Wayne Grudem says, "God has made an incredibly complex and varied universe but there are thousands upon thousands of other variations or kinds of things that God could have created but did not." Have you ever thought about that? It doesn't have to be the way it is. God could have done it entirely differently. But he goes on to say, "God's infinite knowledge includes detailed knowledge of what each of those other possible creations would have been like and what would have happened in each of them." Thousands of possible scenarios, thousands of possible universes and worlds God could have made and He knows all the details about what would have happened in each of them. What an amazing mind.

God also knows all things future. There's an attack on this today and I'm not going to spend a lot of time here but you need to know this. I need to give you just enough information to sort of inoculate you against an error that is besieging the church in this area. There are people who call themselves open theists. That is, they believe that God is open to change and that history is open to change. Their view of God's knowledge of the future is that God doesn't know the future. Essentially God knows the future a little better than we do because He's better at guessing how people are going to respond, but God doesn't perfectly know the future. It's really warmed over Socinianism, a heresy from the 1500's. But here's what they argue, open theists. They argue that "If God knows the future completely, then the future must be fixed and if the future is fixed then man must not be free to make decisions." That's what they argue.

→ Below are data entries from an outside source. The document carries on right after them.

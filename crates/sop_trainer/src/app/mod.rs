pub(crate) mod bootstrap;
pub(crate) mod gameplay;
pub(crate) mod loop_runner;
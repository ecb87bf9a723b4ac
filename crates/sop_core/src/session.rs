use thiserror::Error;
use tracing::{debug, info};

use crate::domain::{ExtinguisherBehavior, PourStation, PouringBehavior};
use crate::interaction::{
    BehaviorHandle, BehaviorSet, InputSignal, InteractableConfig, InteractionConfig,
    InteractionError, InteractionEventBus, InteractionManager, Mode,
};
use crate::tasks::{
    build_procedure, Presentation, TaskConfigError, TaskError, TaskListEntry, TaskOrchestrator,
    TaskTree, DEFAULT_RESET_DELAY_SECONDS,
};
use crate::world::{EntityId, WorldEngine, WorldSignal};

#[derive(Debug, Error)]
pub enum SessionError {
    #[error(transparent)]
    Interaction(#[from] InteractionError),
    #[error(transparent)]
    Task(#[from] TaskError),
    #[error(transparent)]
    Config(#[from] TaskConfigError),
}

#[derive(Debug, Clone, Copy)]
pub struct SessionConfig {
    pub interaction: InteractionConfig,
    pub reset_delay_seconds: f32,
}

impl Default for SessionConfig {
    fn default() -> Self {
        Self {
            interaction: InteractionConfig::default(),
            reset_delay_seconds: DEFAULT_RESET_DELAY_SECONDS,
        }
    }
}

/// One training session: interaction state, the procedure tree and the
/// scenario behaviors.
///
/// Every entry point runs a full cascade before returning: interaction
/// events reach the domain behaviors, finished pours reach the task tree,
/// and task changes reach the presentation.
#[derive(Debug)]
pub struct Session {
    interaction: InteractionManager,
    interaction_events: InteractionEventBus,
    tree: TaskTree,
    orchestrator: TaskOrchestrator,
    pour_station: PourStation,
    extinguishers: BehaviorSet<ExtinguisherBehavior>,
}

impl Session {
    pub fn new(config: SessionConfig, tasks: &[TaskListEntry]) -> Result<Self, SessionError> {
        let mut tree = TaskTree::default();
        let plan = build_procedure(tasks, &mut tree)?;
        // Construction events describe the initial checklist, not changes.
        tree.drain_events();
        Ok(Self {
            interaction: InteractionManager::new(config.interaction),
            interaction_events: InteractionEventBus::default(),
            tree,
            orchestrator: TaskOrchestrator::new(plan, config.reset_delay_seconds),
            pour_station: PourStation::default(),
            extinguishers: BehaviorSet::default(),
        })
    }

    pub fn interaction(&self) -> &InteractionManager {
        &self.interaction
    }

    pub fn interaction_mut(&mut self) -> &mut InteractionManager {
        &mut self.interaction
    }

    pub fn tree(&self) -> &TaskTree {
        &self.tree
    }

    pub fn orchestrator(&self) -> &TaskOrchestrator {
        &self.orchestrator
    }

    pub fn pour_station(&self) -> &PourStation {
        &self.pour_station
    }

    pub fn interaction_events(&self) -> &InteractionEventBus {
        &self.interaction_events
    }

    /// Nothing is animating and no reset is scheduled.
    pub fn is_idle(&self) -> bool {
        !self.pour_station.is_pouring() && !self.orchestrator.reset_pending()
    }

    /// A labelled cylinder: grabbable, activatable and able to pour.
    pub fn add_cylinder(
        &mut self,
        entity: EntityId,
        label: &str,
        config: InteractableConfig,
        world: &mut dyn WorldEngine,
    ) -> BehaviorHandle<PouringBehavior> {
        self.interaction
            .attach_interactable(entity, config.activatable(true), world);
        debug!(entity = entity.0, label, "cylinder_added");
        self.pour_station.add_cylinder(entity, label, world)
    }

    pub fn add_extinguisher(
        &mut self,
        entity: EntityId,
        config: InteractableConfig,
        world: &mut dyn WorldEngine,
    ) -> BehaviorHandle<ExtinguisherBehavior> {
        self.interaction
            .attach_interactable(entity, config.activatable(true), world);
        self.extinguishers
            .attach(entity, ExtinguisherBehavior::default(), world)
    }

    /// Grabbable scenery with no domain behavior, such as the clipboard.
    pub fn add_prop(
        &mut self,
        entity: EntityId,
        config: InteractableConfig,
        world: &mut dyn WorldEngine,
    ) {
        self.interaction.attach_interactable(entity, config, world);
    }

    pub fn switch_mode(
        &mut self,
        mode: Mode,
        world: &mut dyn WorldEngine,
        presentation: &mut dyn Presentation,
    ) -> Result<bool, SessionError> {
        let switched = self
            .interaction
            .switch_mode(mode, world, &mut self.interaction_events)?;
        self.settle(world, presentation)?;
        Ok(switched)
    }

    pub fn handle_input(
        &mut self,
        signal: &InputSignal,
        world: &mut dyn WorldEngine,
        presentation: &mut dyn Presentation,
    ) -> Result<(), SessionError> {
        self.interaction
            .handle_input(signal, world, &mut self.interaction_events)?;
        self.settle(world, presentation)
    }

    pub fn on_world_signal(
        &mut self,
        signal: &WorldSignal,
        world: &mut dyn WorldEngine,
        presentation: &mut dyn Presentation,
    ) -> Result<(), SessionError> {
        self.pour_station.on_world_signal(signal);
        self.settle(world, presentation)
    }

    pub fn tick(
        &mut self,
        dt_seconds: f32,
        world: &mut dyn WorldEngine,
        presentation: &mut dyn Presentation,
    ) -> Result<(), SessionError> {
        self.interaction.tick(world)?;
        self.settle(world, presentation)?;
        if self
            .orchestrator
            .tick(dt_seconds, &mut self.tree, presentation)?
        {
            self.respawn_cylinders(world)?;
        }
        Ok(())
    }

    /// Releases held cylinders through the manager before the world moves
    /// them back to their spawn points.
    fn respawn_cylinders(&mut self, world: &mut dyn WorldEngine) -> Result<(), SessionError> {
        for entity in self.pour_station.cylinder_entities() {
            if let Some(holder) = self.interaction.selectors().holder_of(entity) {
                self.interaction
                    .request_grab(holder, false, world, &mut self.interaction_events)?;
                debug!(entity = entity.0, "held_cylinder_released_for_respawn");
            }
        }
        for event in self.interaction_events.drain() {
            self.pour_station.on_interaction(&event, world);
            for (_, extinguisher) in self.extinguishers.iter_mut() {
                extinguisher.on_interaction(&event);
            }
        }
        self.pour_station.respawn_all(world);
        Ok(())
    }

    fn settle(
        &mut self,
        world: &mut dyn WorldEngine,
        presentation: &mut dyn Presentation,
    ) -> Result<(), SessionError> {
        let mut extinguish = false;
        for event in self.interaction_events.drain() {
            self.pour_station.on_interaction(&event, world);
            for (_, extinguisher) in self.extinguishers.iter_mut() {
                extinguish |= extinguisher.on_interaction(&event);
            }
        }

        for pour in self.pour_station.drain_completed() {
            if let Some(status) = self.orchestrator.on_pour(&pour, &mut self.tree)? {
                info!(from = pour.from.as_str(), to = pour.to.as_str(), ?status, "pour_evaluated");
            }
        }
        self.orchestrator.publish(&mut self.tree, presentation)?;

        if extinguish
            && self
                .orchestrator
                .extinguish(&mut self.tree, presentation)?
        {
            self.respawn_cylinders(world)?;
        }
        Ok(())
    }
}
use tracing::trace;
use winit::event::{ElementState, MouseButton};

use crate::interaction::events::InteractionEventBus;
use crate::interaction::input::{InputSignal, InputSource};
use crate::interaction::manager::InteractionManager;
use crate::interaction::selector::{Mode, SelectorDevice, SelectorId, SelectorTable};
use crate::interaction::InteractionError;
use crate::world::WorldEngine;

use super::InteractionHandler;

/// Left button toggles grab/drop, right button is held to activate.
#[derive(Debug, Default)]
pub struct DesktopHandler {
    selector: Option<SelectorId>,
    subscriptions: Vec<InputSource>,
}

impl InteractionHandler for DesktopHandler {
    fn configure(&mut self, selectors: &SelectorTable) {
        self.selector = selectors.find_live(Mode::Desktop, SelectorDevice::Pointer);
        self.subscriptions.clear();
        if self.selector.is_some() {
            self.subscriptions.push(InputSource::Pointer);
        }
    }

    fn subscriptions(&self) -> &[InputSource] {
        &self.subscriptions
    }

    fn handle_input(
        &mut self,
        signal: &InputSignal,
        manager: &mut InteractionManager,
        world: &mut dyn WorldEngine,
        events: &mut InteractionEventBus,
    ) -> Result<(), InteractionError> {
        let (Some(selector), InputSignal::Pointer { button, state }) = (self.selector, signal)
        else {
            return Ok(());
        };

        match (button, state) {
            (MouseButton::Left, ElementState::Pressed) => {
                let holding = manager.is_holding(selector)?;
                manager.request_grab(selector, !holding, world, events)?;
            }
            (MouseButton::Right, ElementState::Pressed) => {
                manager.request_activate(selector, true, events)?;
            }
            (MouseButton::Right, ElementState::Released) => {
                manager.request_activate(selector, false, events)?;
            }
            _ => trace!(?button, ?state, "desktop_input_unmapped"),
        }
        Ok(())
    }

    fn dispose(&mut self) {
        self.selector = None;
        self.subscriptions.clear();
    }
}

Robert Raymond has written in his excellent Systematic Theology, "They quite correctly observe that if God knows all things then it would seem that He must infallibly know the future. And if He infallibly knows the future then He knows infallibly the future acts of men. And if He infallibly knows all of the future acts of men, then these acts must be certain of occurrence. But if their acts are certain of occurrence then men are not free to choose and to act as they want. Accordingly they conclude that divine omniscience is incompatible with human freedom." Did you follow all that? Essentially if you believe God knows the future then you are doing away with human decisions, then it must mean God forced everything to happen exactly the way He wants. The Bible argues that God does know the future perfectly and He knows it comprehensively. Prophecy is just one example of that. If God doesn't know the future perfectly then folks we are all in trouble, because we have no idea and neither does God how it's all going to end. There's a lot at stake here. The person of God is at stake in this battle.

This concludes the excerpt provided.